Molecular recognition-driven supramolecular nanoassembly of a hydrophobic uracil prodrug and hydrophilic cytarabine for precise combination treatment of solid and non-solid tumors.

Abstract

Combination chemotherapy has shown distinct therapeutic advantages over monotherapy in clinical cancer treatment, especially for two chemotherapeutic drugs with different mechanisms of action. However, how to achieve efficient co-delivery of two or more drugs with different physicochemical and pharmacokinetic properties for synergistic therapy is still a huge challenge. In particular, it is even more difficult to efficiently co-deliver a hydrophilic drug and a hydrophobic drug into one nanosystem. Herein, inspired by the natural Watson-Crick base pair molecular recognition in nucleic acids, a reduction-sensitive uracil prodrug of doxorubicin (U-SS-DOX) is synthesized and performs supramolecular co-assembly with cytarabine (Ara-C). Interestingly, the hydrophilic Ara-C molecules could readily co-assemble with U-SS-DOX, and multiple hydrogen bonds are found in the nanoassembly with an ultra-high drug loading rate.

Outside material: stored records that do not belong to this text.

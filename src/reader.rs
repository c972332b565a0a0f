//
// Copyright 2020 bplist Developers
//
// Licensed under the Apache License, Version 2.0, <LICENSE-APACHE or
// http://apache.org/licenses/LICENSE-2.0> or the MIT license <LICENSE-MIT or
// http://opensource.org/licenses/MIT>, at your option. This file may not be
// copied, modified, or distributed except according to those terms.
//

//! # The reader: header/trailer validation and the object-table scan.
//!
//! `PlistReader` is the component D orchestration: validate the fixed-format
//! segments, scan the object table once into a `Vec<RawEntry>` in
//! declaration order, and materialize a `Value` tree starting from the
//! trailer's root index. The object table is read sequentially rather than
//! through the offset table's random-access offsets; the offset table is
//! still decoded and sanity-checked, for fidelity with the format and to
//! catch files whose advertised layout is inconsistent with itself.

use std::fs;
use std::path::Path;

use ordered_float::OrderedFloat;

use crate::document::{HEADER_SIZE, HEADER_VERSION_00, TRAILER_SIZE};
use crate::error::{Error, Result};
use crate::parser;
use crate::raw::{self, RawEntry};
use crate::source::ByteSource;
use crate::value::Value;

/// Guards the recursive `Value` materialization against runaway or cyclic
/// references. The `Value` tree is explicitly non-goal-scoped to be acyclic
/// (spec.md): cycle-safe traversal belongs to `crate::archive`, which walks
/// the raw entry table by index instead of recursing through owned nodes.
const MAX_MATERIALIZATION_DEPTH: usize = 512;

/// A parsed and materialized binary property list document.
#[derive(Debug, Clone)]
pub struct PlistReader {
    /// Whether the document parsed and materialized successfully. A reader
    /// is only ever returned in the valid state; this mirrors the original
    /// implementation's `isValid` flag for callers migrating from it.
    pub is_valid: bool,
    /// The raw 8-byte header, magic number and version bytes, as read.
    pub header_buffer: [u8; HEADER_SIZE],
    /// The fully materialized value tree, rooted at the trailer's declared
    /// root object index.
    pub plist_root: Value,
}

impl Default for PlistReader {
    fn default() -> Self {
        PlistReader {
            is_valid: false,
            header_buffer: [0u8; HEADER_SIZE],
            plist_root: Value::Null,
        }
    }
}

impl PlistReader {
    /// Reads and decodes a bplist document from a file on disk.
    pub fn from_path<P: AsRef<Path>>(path: P) -> Result<Self> {
        let data = fs::read(path.as_ref())
            .map_err(|_| Error::CouldNotOpenFile(path.as_ref().display().to_string()))?;
        Self::from_bytes(&data)
    }

    /// Reads and decodes a bplist document already in memory.
    pub fn from_bytes(data: &[u8]) -> Result<Self> {
        if data.len() < HEADER_SIZE + TRAILER_SIZE {
            return Err(Error::NotValidPlistFile);
        }

        let mut header_buffer = [0u8; HEADER_SIZE];
        header_buffer.copy_from_slice(&data[..HEADER_SIZE]);

        let (_, header) = parser::document::header(&header_buffer)
            .map_err(|_| Error::NotValidPlistFile)?;
        if header.version != HEADER_VERSION_00 {
            return Err(Error::UnsupportedVersion);
        }

        let trailer_bytes = &data[data.len() - TRAILER_SIZE..];
        let (_, trailer) = parser::document::trailer(trailer_bytes)
            .map_err(|_| Error::MissingOrInvalidTrailer)?;

        if !(1..=8).contains(&trailer.offset_table_entry_size)
            || !(1..=8).contains(&trailer.object_reference_size)
        {
            return Err(Error::MissingOrInvalidTrailer);
        }

        let body_end = data.len() - TRAILER_SIZE;
        if trailer.offset_table_offset < HEADER_SIZE || trailer.offset_table_offset > body_end {
            return Err(Error::MissingOrInvalidOffsetTable);
        }

        let offset_table_byte_len = trailer
            .number_of_objects
            .checked_mul(trailer.offset_table_entry_size)
            .ok_or(Error::MissingOrInvalidOffsetTable)?;
        let offset_table_end = trailer
            .offset_table_offset
            .checked_add(offset_table_byte_len)
            .ok_or(Error::MissingOrInvalidOffsetTable)?;
        if offset_table_end > body_end {
            return Err(Error::MissingOrInvalidOffsetTable);
        }

        let offset_table_slice = &data[trailer.offset_table_offset..offset_table_end];
        let (_, offset_table) = parser::document::offset_table(
            trailer.number_of_objects,
            trailer.offset_table_entry_size,
        )(offset_table_slice)
        .map_err(|_| Error::MissingOrInvalidOffsetTable)?;

        // The offset table is expected to list objects in non-decreasing
        // file order; a regression here means the file's own bookkeeping is
        // internally inconsistent, even if the object table itself would
        // otherwise scan cleanly.
        if offset_table.windows(2).any(|pair| pair[1] < pair[0]) {
            return Err(Error::MissingOrInvalidOffsetTable);
        }

        if trailer.root_object >= trailer.number_of_objects {
            return Err(Error::InvalidRootObject);
        }

        let object_table_bytes = &data[HEADER_SIZE..trailer.offset_table_offset];
        let mut source = ByteSource::new(object_table_bytes);
        let mut entries = Vec::with_capacity(trailer.number_of_objects);
        for _ in 0..trailer.number_of_objects {
            let (residual, entry) = raw::decode_one(source.remaining(), trailer.object_reference_size)?;
            source.advance_to(residual);
            entries.push(entry);
        }

        for entry in &entries {
            validate_references(entry, entries.len())?;
        }

        let plist_root = materialize(&entries, trailer.root_object, 0)?;

        Ok(PlistReader {
            is_valid: true,
            header_buffer,
            plist_root,
        })
    }
}

fn validate_references(entry: &RawEntry, object_count: usize) -> Result<()> {
    let check = |index: &usize| {
        if *index < object_count {
            Ok(())
        } else {
            Err(Error::InvalidObjectReference)
        }
    };
    match entry {
        RawEntry::Array(refs) | RawEntry::Set(refs) => refs.iter().try_for_each(check),
        RawEntry::Dict(pairs) => pairs.iter().try_for_each(|(key, value)| {
            check(key)?;
            check(value)
        }),
        _ => Ok(()),
    }
}

fn materialize(entries: &[RawEntry], index: usize, depth: usize) -> Result<Value> {
    if depth > MAX_MATERIALIZATION_DEPTH {
        return Err(Error::Message(
            "maximum nesting depth exceeded while materializing value tree".to_string(),
        ));
    }

    let entry = entries.get(index).ok_or(Error::InvalidObjectReference)?;
    Ok(match entry {
        RawEntry::Null => Value::Null,
        RawEntry::BoolFalse => Value::Bool(false),
        RawEntry::BoolTrue => Value::Bool(true),
        // Fill bytes are alignment padding within the object table and are
        // never legitimately referenced; treated as Null if they ever are.
        RawEntry::Fill => Value::Null,
        RawEntry::Int(value) => Value::Int(*value),
        RawEntry::Real(value) => Value::Real(OrderedFloat(*value)),
        RawEntry::Date(value) => Value::Date(OrderedFloat(*value)),
        RawEntry::Data(bytes) => Value::Data(bytes.clone()),
        RawEntry::AsciiString(bytes) => Value::AsciiString(bytes.clone()),
        RawEntry::UnicodeString(units) => Value::UnicodeString(units.clone()),
        RawEntry::Uid(value) => Value::Uid(*value),
        RawEntry::Array(refs) => Value::Array(
            refs.iter()
                .map(|&i| materialize(entries, i, depth + 1))
                .collect::<Result<Vec<_>>>()?,
        ),
        RawEntry::Set(refs) => Value::Set(
            refs.iter()
                .map(|&i| materialize(entries, i, depth + 1))
                .collect::<Result<Vec<_>>>()?,
        ),
        RawEntry::Dict(pairs) => {
            let mut entries_out = Vec::with_capacity(pairs.len());
            for &(key, value) in pairs {
                entries_out.push((
                    materialize(entries, key, depth + 1)?,
                    materialize(entries, value, depth + 1)?,
                ));
            }
            Value::Dict(entries_out)
        }
    })
}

Moreover, 1,1'-dioctadecyl-3,3,3',3'-tetramethylindotricarbocyanine iodide (DiR) is used as a fluorescent probe to investigate the pharmacokinetics of U : C NPs. It turns out that the DiR-labeled U : C NPs significantly prolong the systemic circulation and promote the tumor-specific accumulation of DiR when compared with DiR solution. Furthermore, the supramolecular nanoassembly demonstrates potent satisfactory therapeutic effects in treating both solid and non-solid tumors in vivo. This study provides a novel molecular co-assembly nanoplatform for efficient co-delivery of hydrophilic and hydrophobic drugs.